William Cunningham who became Provost Marshal of New York was an Irish immigrant. He had been personally attacked and abused by 200 Sons of Liberty in early 1775 and this completely warped his sense of honour and corrupted his morals. Woe betide any rebels that fell into his bloodthirsty grip: ‘Cunningham stole and sold the rations of 2,000 prisoners, and historian Henry Onderdonk documented his secretly hanging or poisoning hundreds of captives.’
The Long Island Genealogy website also condemns his heinous policies: ‘The most outrageous of all the crimes committed by Cunningham was the hanging of 275 American prisoners of war without trial and in utter repudiation of all existing articles of war. The ignominious and undercover hanging of war prisoners was a blot on the British military government.’

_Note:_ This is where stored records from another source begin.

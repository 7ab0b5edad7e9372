//! Reqwest-backed JSON Web Key Set source.

use std::time::Duration;

use async_trait::async_trait;
use reqwest::{Client, StatusCode, Url};
use serde::Deserialize;

use crate::domain::ports::{SigningKey, SigningKeySource, SigningKeySourceError};

#[derive(Debug, Deserialize)]
struct KeySetDto {
    #[serde(default)]
    keys: Vec<SigningKey>,
}

/// Signing key source that GETs one JWKS document.
#[derive(Debug)]
pub struct JwksHttpSource {
    client: Client,
    endpoint: Url,
}

impl JwksHttpSource {
    /// Build a source with an explicit request timeout.
    ///
    /// # Errors
    ///
    /// Returns an error when the reqwest client cannot be constructed.
    pub fn new(endpoint: Url, timeout: Duration) -> Result<Self, reqwest::Error> {
        let client = Client::builder().timeout(timeout).build()?;
        Ok(Self { client, endpoint })
    }
}

#[async_trait]
impl SigningKeySource for JwksHttpSource {
    async fn fetch_keys(&self) -> Result<Vec<SigningKey>, SigningKeySourceError> {
        let response = self
            .client
            .get(self.endpoint.clone())
            .send()
            .await
            .map_err(map_transport_error)?;

        let status = response.status();
        let body = response.bytes().await.map_err(map_transport_error)?;
        if !status.is_success() {
            return Err(map_status_error(status, body.as_ref()));
        }

        parse_key_set(body.as_ref())
    }
}

fn parse_key_set(body: &[u8]) -> Result<Vec<SigningKey>, SigningKeySourceError> {
    let decoded: KeySetDto = serde_json::from_slice(body).map_err(|error| {
        SigningKeySourceError::decode(format!("invalid key set payload: {error}"))
    })?;
    Ok(decoded.keys)
}

fn map_transport_error(error: reqwest::Error) -> SigningKeySourceError {
    if error.is_timeout() {
        SigningKeySourceError::timeout(error.to_string())
    } else {
        SigningKeySourceError::transport(error.to_string())
    }
}

fn map_status_error(status: StatusCode, body: &[u8]) -> SigningKeySourceError {
    const PREVIEW_CHAR_LIMIT: usize = 120;

    let preview = String::from_utf8_lossy(body)
        .chars()
        .take(PREVIEW_CHAR_LIMIT)
        .collect::<String>();
    SigningKeySourceError::status(status.as_u16(), preview.trim())
}
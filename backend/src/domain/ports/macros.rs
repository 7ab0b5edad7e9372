//! Macro for declaring port error enums with snake-case constructors.

macro_rules! define_port_error {
    (@ctor $variant:ident) => {
        ::paste::paste! {
            pub fn [<$variant:snake>]() -> Self {
                Self::$variant
            }
        }
    };

    (@ctor $variant:ident { $($field:ident : $ty:ty),* $(,)? }) => {
        define_port_error!(@ctor_impl $variant () () $( $field : $ty, )*);
    };

    (@ctor_impl $variant:ident ($($params:tt)*) ($($inits:tt)*) ) => {
        ::paste::paste! {
            pub fn [<$variant:snake>]($($params)*) -> Self {
                Self::$variant { $($inits)* }
            }
        }
    };

    (@ctor_impl $variant:ident ($($params:tt)*) ($($inits:tt)*) $field:ident : $ty:ty, $($rest:tt)*) => {
        define_port_error!(
            @ctor_impl
            $variant
            ($($params)* $field: impl Into<$ty>,)
            ($($inits)* $field: $field.into(),)
            $($rest)*
        );
    };
    (
        $(#[$outer:meta])*
        pub enum $name:ident {
            $(
                $(#[$variant_meta:meta])*
                $variant:ident $( { $($field:ident : $ty:ty),* $(,)? } )? => $message:expr
            ),* $(,)?
        }
    ) => {
        $(#[$outer])*
        #[derive(Debug, Clone, PartialEq, Eq, thiserror::Error)]
        pub enum $name {
            $(
                $(#[$variant_meta])*
                #[error($message)]
                $variant $( { $($field : $ty),* } )?,
            )*
        }

        impl $name {
            $(
                define_port_error!(@ctor $variant $( { $($field : $ty),* } )?);
            )*
        }
    };
}

pub(crate) use define_port_error;
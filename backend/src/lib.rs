//! Mood classification and check-in streak core.
//!
//! `domain` holds the classification pipeline, admission and streak rules
//! and the services that drive them; `outbound` holds the adapters that
//! implement its ports; `settings` loads runtime configuration.

pub mod domain;
pub mod outbound;
pub mod settings;

#[cfg(any(test, feature = "test-support"))]
pub mod test_support;

pub use settings::{SettingsError, VibeSettings};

It goes further asserting that: ‘There was obviously a conspiracy among Provost Marshal William Cunningham, Commissary Joshua Loring, and Naval Commissary David Sprout, down to the lowly prison guards, to decimate the rebels… This extermination policy now appears to have been a deliberate conspiracy not only among the prison commissaries, but actually by the British High Command.’
Napoleonic Wars, a misnomer
While all this abuse was going on during the American War of Independence, Napoleon, who was born in 1769, was just a boy. The French had suffered a humiliating defeat at the hands of the British during the Seven Years’ War of 1756-1763, long before he was even born.
This was one of the reasons that the French had supported the Americans a decade or so later – they wanted to get their own back. Even though the earlier fighting on a global scale from 1756-1763 had virtually bankrupted the French nation, their navy and temporary command of American waters was used at critical moments during the American Revolution to help the colonists gain eventual victory over their erstwhile masters.
The French and the British were traditional enemies yet the conflict that came later after the French Revolution is always dubbed The Napoleonic Wars. A misnomer if ever there was one. The origin of that word comes from the Old French mesnommer – very apposite.